View Full Version : Final Cut and Premiere Pro Sharing ? What's the best way


Chris Sigmon
September 13th, 2010, 07:24 AM
I need some expert advice. Can someone comment on how best to share work from two editors.. when one is using Premier Pro CS5 and the other is using Final Cut Suite 3. I need to accept a finished (edited) movie from a PPRO editor, include on my Final Cut timeline, along with other movies that have been created in final cut. I would then add chapter markers... save as a quicktime movie, load into compressor, convert for DVD production, pull into DVD Studio pro, and create a menu system, stories, chapters etc.

Here is my problem... what rendered output form Premier Pro CS5 should I ask the remote editor to produce, if I want to drop it onto a final cut time line?

Also, what I'd really like to do is to share xml files with the remote editor... So that he could simply "email" me the project file, and I could open it in Final Cut, and render out the entire timeline once I have combined it with my contributions to the project... but the workflow is a bit challenging.....

We shoot everything with in Sony AVCHD. For me (FCP) that means transcoding to Prores422... I use Prores422(lt). The remote editor is not transcoding, but using the mts files natively on the PPRO timeline. I suspect that in order for an xml file to be shared that we'd have to be using the same type of source media on the timeline am I right...
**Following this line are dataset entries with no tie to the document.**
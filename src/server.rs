use crate::config::{log_config, Config};
use crate::core_fs::WorkingDirectory;
use crate::core_network::network;
use anyhow::{Context, Result};
use log::{error, info};
use std::sync::Arc;

/// Runs the file server with the provided configuration.
///
/// The shared working directory starts at `root_dir` when configured, and at
/// the process working directory otherwise.
///
/// # Returns
///
/// Result<(), anyhow::Error>; only returns on a startup failure.
pub async fn run(config: Config) -> Result<()> {
    info!("Starting server with config:");
    log_config(&config);

    let workdir = Arc::new(initialize_workdir(&config)?);
    info!("Serving from: {}", workdir.current().await);

    match network::start_server(Arc::new(config), workdir).await {
        Ok(_) => info!("Server stopped."),
        Err(e) => {
            error!("Failed to start server: {:#}", e);
            return Err(e);
        }
    }

    Ok(())
}

pub fn initialize_workdir(config: &Config) -> Result<WorkingDirectory> {
    match &config.server.root_dir {
        Some(dir) => Ok(WorkingDirectory::new(dir.to_string_lossy().into_owned())),
        None => WorkingDirectory::from_process_cwd()
            .context("Failed to determine the process working directory"),
    }
}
Surely, ( I know, don't call me shirley:-) ), there is someone out their that effective shares files between these two editing suites. I am willing to take a rendered out file from PPRO, but I suspect there is a better way...

The only thing I have been able to do is to take a mpeg file output from PPRO, and then using compressor transcode to a prores and add to my timeline....

HELP!

William Hohauser
September 13th, 2010, 01:58 PM
Premier Pro on a PC? If it's on a Mac, the editor can export ProRes files. Those will drop into your Final Cut project with little problem. Exporting from a PC, I'm not sure if you can get ProRes (avi is what I have gotten from PC Premier users in the past) although I know that you can read ProRes on a PC with a QuickTime extension. I would avoid mpeg if you can.

Michael Wisniewski
September 13th, 2010, 08:24 PM
From CS5: File > Export > Final Cut Pro XML - I haven't tried CS5 to FCP, but FCP to CS5 has been very edit friendly. Main thing is to make sure your video files are perfectly mirrored on both systems.

For your current setup, a simple straight forward way is to use ClipWrap (http://www.divergentmedia.com/clipwrap) to re-wrap the MTS files to Mac compatible .mov files. Then the Mac side can transcode those AVCHD files into ProRes if that's how they prefer to work.

Or you could transcode everything to ProRes, Cineform, or DNxHD and have everyone work on the same files.